Je suis revenu à mon train de vie normal après plus d'un mois d'absence. Sur le chemin du lycée, Luna et moi nous sommes arrêtées au niveau d'un autel dédié à Mina, je trouvais cela hypocrite car cette ville avait exclu, Mina et sa sœur pendant tant d'année, et maintenant ils sortent les mouchoirs en apprenant sa mort.
Des roses et des oursons en peluche y avaient été déposés, au centre une photo de Mina dominait tout l'autel, le flash de l'appareil photo faisait ressortir le vert de ses yeux, la brillance de ses boucles et la fraîcheur de ses pommettes roses, elle était si belle.
La journée finie, je proposais à Luna de passer l'après midi chez moi, ce qu'elle refusa.
Je pensais naïvement pouvoir me balader complètement dénudée à travers les pièces de mon logis et comme une très forte pluie s'annonçait, j'avais une raison de plus de glander tranquillement. Je fus un  peu surprise et agacée de recevoir la visite de Cory, il se rattrapa tout de même en dégainant multitudes de mets sucrés.
Concentré sur le film qu'il avait ramené, Cory remarquait à peine les petits signaux que je lui lançais, la seule chose qui trouvait à faire c'était de me sourire  furtivement.
Notre soirée improvisée terminée, je raccompagnais Cory jusqu'à la véranda. Voulant le voir partir, je restais plantée là, songeant à un baiser volé  du beau californien. Il descendit marche par marche les escaliers, manquant de glisser car la pluie les avaient laissés mouillés par conséquent glissantes, se dirigeant lentement jusqu'à son Pick Up, il hésitait presque à poser son pied sur les dalles imbibés d'eau. Prêt à rentrer dans sa bagnole, Cory se retourna brusquement puis se mit à courir jusqu'à moi, montant les 5 marches d'escaliers qui nous séparés et solda le tout d'un baiser. Surprise au départ, je me détendis peu à peu puis j'accentuais notre étreinte en posant mes mains sur sa nuque mouillée, il posa les siennes sur mon dos, longeant doucement mes courbes, de ma taille jusqu'à mes hanches où il s'arrêta finalement. Nos corps étaient si proches que je pouvait sentir chaque pulsation que son coeur émettait, ses muscles se contractèrent autour de moi, agrippant sa nuque de passion, je crois l'avoir griffé plusieurs fois.
Chacun pensait que l'autre n'était pas prêt à cette étape, mais nous l'étions depuis notre rencontre. Cory se retira doucement de moi, quand il fut libre, il me balbutia doucement:

-"Ca y est... enfin...

-Ne dis rien du tout, juste profite du moment", rétorquais-je

Et ce fût cette soirée là, que je compris que ce Cory m'avait ensorcelé pour de bon.

Trois mois plus tard

Les jours passés et ma vie reprenait avec Cory, Luna et ma mère. Est-ce-que j'étais heureuse?  Pas totalement, à vrai dire. Le fait de devoir vivre sans père (parfois) rendait une partie de ma vie vide, comme inachevée. Plus jeune, je cherchais une figure paternelle où je pouvais la trouver, chez ma mère, chez mes professeurs masculins, chez le pasteur ou chez le voisin d'en face, en vain. Les rares fois ou j'ai pu apercevoir ce Mickael, je me demandais  s'il s'intéressait vraiment à moi, s'il pensait que des poupées et des dinettes pouvait remplacer le vide qu'il creusait chaque jour dans mon petit coeur d'enfant, s'il pouvait soigner mes bobos quand il était au Vietnam ou au Congo, et si un "Je t'aime" de sa part pouvait me réconforter à jamais.
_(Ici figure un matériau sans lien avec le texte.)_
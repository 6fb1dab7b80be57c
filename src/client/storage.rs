//! Small persisted key/value state.
//!
//! Values are JSON strings. [`JsonFileStore`] keeps one file per key and replaces files
//! atomically, so a crash mid-write leaves either the old or the new value. Reading
//! favorites never fails: absent, unreadable or malformed data is an empty set.

use std::{
    collections::{BTreeSet, HashMap},
    fs,
    io::{ErrorKind, Write},
    path::{Path, PathBuf},
    sync::{Mutex, PoisonError},
};

use serde_json::{Map, Value};
use tempfile::NamedTempFile;

use crate::{client::error::StorageError, model::input::CountryCode};

/// Key holding the favorites cache, a JSON object of `code -> bool`.
pub const FAVORITES_KEY: &str = "favoriteCountries";

pub trait KeyValueStore: Send + Sync {
    fn get(&self, key: &str) -> Result<Option<String>, StorageError>;
    fn set(&self, key: &str, value: &str) -> Result<(), StorageError>;
    /// Removes a key, succeeding if it doesn't exist.
    fn remove(&self, key: &str) -> Result<(), StorageError>;
}

/// Store keeping one `<key>.json` file per key in a directory.
#[derive(Debug, Clone)]
pub struct JsonFileStore {
    dir: PathBuf,
}

impl JsonFileStore {
    /// Opens a store in `dir`, creating the directory if needed.
    pub fn open(dir: impl Into<PathBuf>) -> Result<Self, StorageError> {
        let dir = dir.into();
        fs::create_dir_all(&dir)?;

        Ok(Self { dir })
    }

    pub fn dir(&self) -> &Path {
        &self.dir
    }

    fn path_for(&self, key: &str) -> Result<PathBuf, StorageError> {
        let valid = !key.is_empty()
            && key
                .chars()
                .all(|c| c.is_ascii_alphanumeric() || c == '-' || c == '_');

        if !valid {
            return Err(StorageError::InvalidKey(key.to_string()));
        }

        Ok(self.dir.join(format!("{key}.json")))
    }
}

impl KeyValueStore for JsonFileStore {
    fn get(&self, key: &str) -> Result<Option<String>, StorageError> {
        match fs::read_to_string(self.path_for(key)?) {
            Ok(value) => Ok(Some(value)),
            Err(e) if e.kind() == ErrorKind::NotFound => Ok(None),
            Err(e) => Err(e.into()),
        }
    }

    fn set(&self, key: &str, value: &str) -> Result<(), StorageError> {
        let path = self.path_for(key)?;

        let mut temp_file = NamedTempFile::new_in(&self.dir)?;
        temp_file.write_all(value.as_bytes())?;
        temp_file.as_file().sync_all()?;
        temp_file.persist(&path)?;

        Ok(())
    }

    fn remove(&self, key: &str) -> Result<(), StorageError> {
        match fs::remove_file(self.path_for(key)?) {
            Err(e) if e.kind() != ErrorKind::NotFound => Err(e.into()),
            _ => Ok(()),
        }
    }
}

/// In-memory store, for tests and for clients without a writable disk.
#[derive(Debug, Default)]
pub struct MemoryStore {
    entries: Mutex<HashMap<String, String>>,
}

impl MemoryStore {
    pub fn new() -> Self {
        Self::default()
    }
}

impl KeyValueStore for MemoryStore {
    fn get(&self, key: &str) -> Result<Option<String>, StorageError> {
        let entries = self.entries.lock().unwrap_or_else(PoisonError::into_inner);

        Ok(entries.get(key).cloned())
    }

    fn set(&self, key: &str, value: &str) -> Result<(), StorageError> {
        self.entries
            .lock()
            .unwrap_or_else(PoisonError::into_inner)
            .insert(key.to_string(), value.to_string());

        Ok(())
    }

    fn remove(&self, key: &str) -> Result<(), StorageError> {
        self.entries
            .lock()
            .unwrap_or_else(PoisonError::into_inner)
            .remove(key);

        Ok(())
    }
}

/// Reads the favorites cache.
///
/// Accepts the `{"FRA": true}` object format and the older `["FRA"]` array format. Entries
/// that aren't valid codes are skipped, anything else unreadable yields an empty set.
pub fn load_favorites(store: &dyn KeyValueStore) -> BTreeSet<CountryCode> {
    let raw = match store.get(FAVORITES_KEY) {
        Ok(Some(raw)) => raw,
        Ok(None) => return BTreeSet::new(),
        Err(e) => {
            tracing::warn!("Failed to read {FAVORITES_KEY}, starting with no favorites: {e}");
            return BTreeSet::new();
        }
    };

    match serde_json::from_str::<Value>(&raw) {
        Ok(Value::Object(entries)) => entries
            .into_iter()
            .filter(|(_, value)| value.as_bool() == Some(true))
            .filter_map(|(code, _)| parse_stored_code(&code))
            .collect(),
        Ok(Value::Array(codes)) => codes
            .iter()
            .filter_map(Value::as_str)
            .filter_map(parse_stored_code)
            .collect(),
        Ok(Value::Null) => BTreeSet::new(),
        Ok(other) => {
            tracing::warn!("Ignoring {FAVORITES_KEY} with unexpected shape: {other}");
            BTreeSet::new()
        }
        Err(e) => {
            tracing::warn!("Ignoring malformed {FAVORITES_KEY}: {e}");
            BTreeSet::new()
        }
    }
}

fn parse_stored_code(raw: &str) -> Option<CountryCode> {
    match CountryCode::parse(raw) {
        Ok(code) => Some(code),
        Err(e) => {
            tracing::debug!("Skipping stored favorite: {e}");
            None
        }
    }
}

/// Writes the favorites cache in the `{"FRA": true}` format.
pub fn save_favorites(
    store: &dyn KeyValueStore,
    favorites: &BTreeSet<CountryCode>,
) -> Result<(), StorageError> {
    let entries: Map<String, Value> = favorites
        .iter()
        .map(|code| (code.to_string(), Value::Bool(true)))
        .collect();

    store.set(FAVORITES_KEY, &serde_json::to_string(&entries)?)
}

pub fn clear_favorites(store: &dyn KeyValueStore) -> Result<(), StorageError> {
    store.remove(FAVORITES_KEY)
}
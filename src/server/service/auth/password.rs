//! Argon2id password hashing, run on the blocking thread pool.

use argon2::{
    password_hash::{rand_core::OsRng, PasswordHash, PasswordHasher, PasswordVerifier, SaltString},
    Argon2,
};

use crate::server::error::Error;

/// Hashes a password into a PHC string with a random salt.
pub async fn hash_password(password: String) -> Result<String, Error> {
    tokio::task::spawn_blocking(move || {
        let salt = SaltString::generate(&mut OsRng);

        Argon2::default()
            .hash_password(password.as_bytes(), &salt)
            .map(|hash| hash.to_string())
            .map_err(|e| Error::InternalError(format!("Failed to hash password: {e}")))
    })
    .await
    .map_err(|e| Error::InternalError(format!("Password hashing task failed: {e}")))?
}

/// Checks a password against a stored PHC string.
///
/// A stored hash that cannot be parsed is an internal error, not a failed match.
pub async fn verify_password(password: String, password_hash: String) -> Result<bool, Error> {
    tokio::task::spawn_blocking(move || {
        let parsed = PasswordHash::new(&password_hash).map_err(|e| {
            Error::InternalError(format!("Stored password hash is not a valid PHC string: {e}"))
        })?;

        Ok(Argon2::default()
            .verify_password(password.as_bytes(), &parsed)
            .is_ok())
    })
    .await
    .map_err(|e| Error::InternalError(format!("Password verification task failed: {e}")))?
}
use axum::{
    extract::{Path, State},
    http::StatusCode,
    response::IntoResponse,
    Json,
};
use tower_sessions::Session;

use crate::{
    model::{api::ErrorDto, favorite::FavoritesDto, input::CountryCode},
    server::{
        controller::util::get_user::get_user_from_session, error::Error, model::app::AppState,
        service::favorite::FavoriteService,
    },
};

pub static FAVORITE_TAG: &str = "favorite";

/// Get the logged in user's favorite countries
///
/// # Responses
/// - 200 (OK): `{"favorites": [...]}` sorted by code
/// - 401 (Unauthorized): No valid session
/// - 500 (Internal Server Error): Database failure
#[utoipa::path(
    get,
    path = "/api/v1/favorites",
    tag = FAVORITE_TAG,
    responses(
        (status = 200, description = "Favorite country codes, sorted", body = FavoritesDto),
        (status = 401, description = "Not logged in", body = ErrorDto),
        (status = 500, description = "Internal server error", body = ErrorDto)
    ),
)]
pub async fn list_favorites(
    State(state): State<AppState>,
    session: Session,
) -> Result<impl IntoResponse, Error> {
    let user = get_user_from_session(&state, &session).await?;

    let favorites = FavoriteService::new(&state.db)
        .list_favorites(user.id)
        .await?;

    Ok((StatusCode::OK, Json(FavoritesDto { favorites })))
}

/// Mark a country as favorite
///
/// Idempotent, adding an existing favorite returns the unchanged set.
#[utoipa::path(
    post,
    path = "/api/v1/favorites/{code}",
    tag = FAVORITE_TAG,
    params(("code" = String, Path, description = "Three letter country code, any case")),
    responses(
        (status = 200, description = "Favorite added, returns the updated set", body = FavoritesDto),
        (status = 400, description = "Malformed country code", body = ErrorDto),
        (status = 401, description = "Not logged in", body = ErrorDto),
        (status = 500, description = "Internal server error", body = ErrorDto)
    ),
)]
pub async fn add_favorite(
    State(state): State<AppState>,
    session: Session,
    Path(code): Path<String>,
) -> Result<impl IntoResponse, Error> {
    let user = get_user_from_session(&state, &session).await?;
    let code = CountryCode::parse(&code)?;

    let favorite_service = FavoriteService::new(&state.db);
    favorite_service.add_favorite(user.id, &code).await?;
    let favorites = favorite_service.list_favorites(user.id).await?;

    Ok((StatusCode::OK, Json(FavoritesDto { favorites })))
}

/// Unmark a favorite country
///
/// Idempotent, removing a country that isn't a favorite still succeeds.
///
/// # Responses
/// - 204 (No Content): The country is not a favorite
/// - 400 (Bad Request): Malformed country code
/// - 401 (Unauthorized): No valid session, checked before the code
#[utoipa::path(
    delete,
    path = "/api/v1/favorites/{code}",
    tag = FAVORITE_TAG,
    params(("code" = String, Path, description = "Three letter country code, any case")),
    responses(
        (status = 204, description = "Favorite removed"),
        (status = 400, description = "Malformed country code", body = ErrorDto),
        (status = 401, description = "Not logged in", body = ErrorDto),
        (status = 500, description = "Internal server error", body = ErrorDto)
    ),
)]
pub async fn remove_favorite(
    State(state): State<AppState>,
    session: Session,
    Path(code): Path<String>,
) -> Result<impl IntoResponse, Error> {
    let user = get_user_from_session(&state, &session).await?;
    let code = CountryCode::parse(&code)?;

    FavoriteService::new(&state.db)
        .remove_favorite(user.id, &code)
        .await?;

    Ok(StatusCode::NO_CONTENT)
}
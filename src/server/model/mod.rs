//! Server-side models: application state, database model aliases and typed session data.

pub mod app;
pub mod db;
pub mod session;
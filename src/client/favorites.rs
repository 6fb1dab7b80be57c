//! Favorites cache kept in sync with the server.
//!
//! Toggles update the local cache first and are reverted when the server call fails.
//! Toggles on the same country run one at a time in the order they were started; toggles
//! on different countries don't wait on each other.

use std::{
    collections::{BTreeSet, HashMap},
    sync::{Arc, Mutex, MutexGuard, PoisonError},
};

use thiserror::Error;

use crate::{
    client::{
        api::FavoritesRemote,
        error::ClientError,
        storage::{self, KeyValueStore},
    },
    model::input::CountryCode,
};

/// A toggle the server did not accept. The local cache has been restored.
#[derive(Error, Debug)]
#[error("Failed to update favorite {code}: {source}")]
pub struct ToggleError {
    pub code: CountryCode,
    /// State the toggle tried to reach
    pub favorite: bool,
    pub source: ClientError,
}

#[derive(Debug, Default)]
struct FavoritesState {
    favorites: BTreeSet<CountryCode>,
    unsynced: BTreeSet<CountryCode>,
}

pub struct FavoritesSync<R> {
    remote: R,
    store: Arc<dyn KeyValueStore>,
    state: Mutex<FavoritesState>,
    locks: Mutex<HashMap<CountryCode, Arc<tokio::sync::Mutex<()>>>>,
}

impl<R: FavoritesRemote> FavoritesSync<R> {
    /// Creates the sync component, starting from the locally cached favorites.
    pub fn new(remote: R, store: Arc<dyn KeyValueStore>) -> Self {
        let favorites = storage::load_favorites(store.as_ref());

        Self {
            remote,
            store,
            state: Mutex::new(FavoritesState {
                favorites,
                unsynced: BTreeSet::new(),
            }),
            locks: Mutex::new(HashMap::new()),
        }
    }

    pub fn remote(&self) -> &R {
        &self.remote
    }

    pub fn is_favorite(&self, code: &CountryCode) -> bool {
        self.state().favorites.contains(code)
    }

    pub fn favorites(&self) -> BTreeSet<CountryCode> {
        self.state().favorites.clone()
    }

    /// Codes whose server state is unknown after a failed toggle.
    ///
    /// The server may or may not have applied the change; the next
    /// [`load_favorites`](Self::load_favorites) settles it.
    pub fn unsynced(&self) -> BTreeSet<CountryCode> {
        self.state().unsynced.clone()
    }

    /// Flips a favorite, returning the new state once the server confirmed it.
    pub async fn toggle_favorite(&self, code: &CountryCode) -> Result<bool, ToggleError> {
        let lock = self.lock_for(code);
        let result = {
            let _guard = lock.lock().await;
            self.apply_toggle(code).await
        };

        drop(lock);
        self.release_lock(code);

        result
    }

    async fn apply_toggle(&self, code: &CountryCode) -> Result<bool, ToggleError> {
        let favorite = {
            let mut state = self.state();
            let favorite = !state.favorites.contains(code);
            set_membership(&mut state.favorites, code, favorite);
            self.persist(&state.favorites);
            favorite
        };

        let result = if favorite {
            self.remote.add(code).await.map(|_| ())
        } else {
            self.remote.remove(code).await
        };

        // A load may have replaced the cache while the request was in flight
        let mut state = self.state();
        match result {
            Ok(()) => {
                set_membership(&mut state.favorites, code, favorite);
                self.persist(&state.favorites);
                state.unsynced.remove(code);
                Ok(favorite)
            }
            Err(source) => {
                tracing::warn!("Reverting favorite {code}: {source}");

                set_membership(&mut state.favorites, code, !favorite);
                self.persist(&state.favorites);

                if source.is_ambiguous() {
                    state.unsynced.insert(code.clone());
                }

                Err(ToggleError {
                    code: code.clone(),
                    favorite,
                    source,
                })
            }
        }
    }

    /// Replaces the local cache with the server's favorites.
    pub async fn load_favorites(&self) -> Result<BTreeSet<CountryCode>, ClientError> {
        let favorites: BTreeSet<CountryCode> = self.remote.list().await?.into_iter().collect();

        let mut state = self.state();
        state.favorites = favorites.clone();
        state.unsynced.clear();
        self.persist(&state.favorites);

        Ok(favorites)
    }

    fn state(&self) -> MutexGuard<'_, FavoritesState> {
        self.state.lock().unwrap_or_else(PoisonError::into_inner)
    }

    fn lock_for(&self, code: &CountryCode) -> Arc<tokio::sync::Mutex<()>> {
        self.locks
            .lock()
            .unwrap_or_else(PoisonError::into_inner)
            .entry(code.clone())
            .or_default()
            .clone()
    }

    /// Drops the code's lock once no toggle holds or waits on it.
    fn release_lock(&self, code: &CountryCode) {
        let mut locks = self.locks.lock().unwrap_or_else(PoisonError::into_inner);

        if locks.get(code).is_some_and(|lock| Arc::strong_count(lock) == 1) {
            locks.remove(code);
        }
    }

    /// Local persistence is best effort, the in-memory cache stays authoritative.
    fn persist(&self, favorites: &BTreeSet<CountryCode>) {
        if let Err(e) = storage::save_favorites(self.store.as_ref(), favorites) {
            tracing::warn!("Failed to persist favorites: {e}");
        }
    }
}

fn set_membership(set: &mut BTreeSet<CountryCode>, code: &CountryCode, member: bool) {
    if member {
        set.insert(code.clone());
    } else {
        set.remove(code);
    }
}
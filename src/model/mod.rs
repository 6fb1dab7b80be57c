//! Data transfer objects shared by the server and the client.

pub mod api;
pub mod country;
pub mod favorite;
pub mod input;
pub mod user;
Je rentrais à la maison après une longue et fastidieuse journée de cours. Cette après-midi, ma prof d'histoire avait tout de même illuminé ma journée, en débattant du féminisme avec un camarade aux tendances misogynes. Nous étions tous en cours, le sujet étant la France en 1420,  l'histoire de Jeanne d'Arc venu très vite sur le tapis, cette jeune femme si méconnue pour certain représenté beaucoup pourtant, car nous avions le même combat, grandir et devenir plus forte malgré les épreuves de la vie. Pour elle, sa bataille se trouvait sur les champs auprès de ses hommes, mais notre bataille à nous, se  trouvait sur les bancs de l'école, à des fêtes d'étudiants ou bien au bal de promo. L'élève, prénommé Bill, avait crié en pleine prise de note que la sous-nommée "Pucelle d'Orléans" n'avait jamais exister, car une femme était incapable de se battre seule, sans une aide masculine. Ce fut la phrase de trop pour la prof, qui gardait, tous les jours, un peu plus son sang-froid devant cet élève à l'esprit fermé et à l'éducation déviante de sens.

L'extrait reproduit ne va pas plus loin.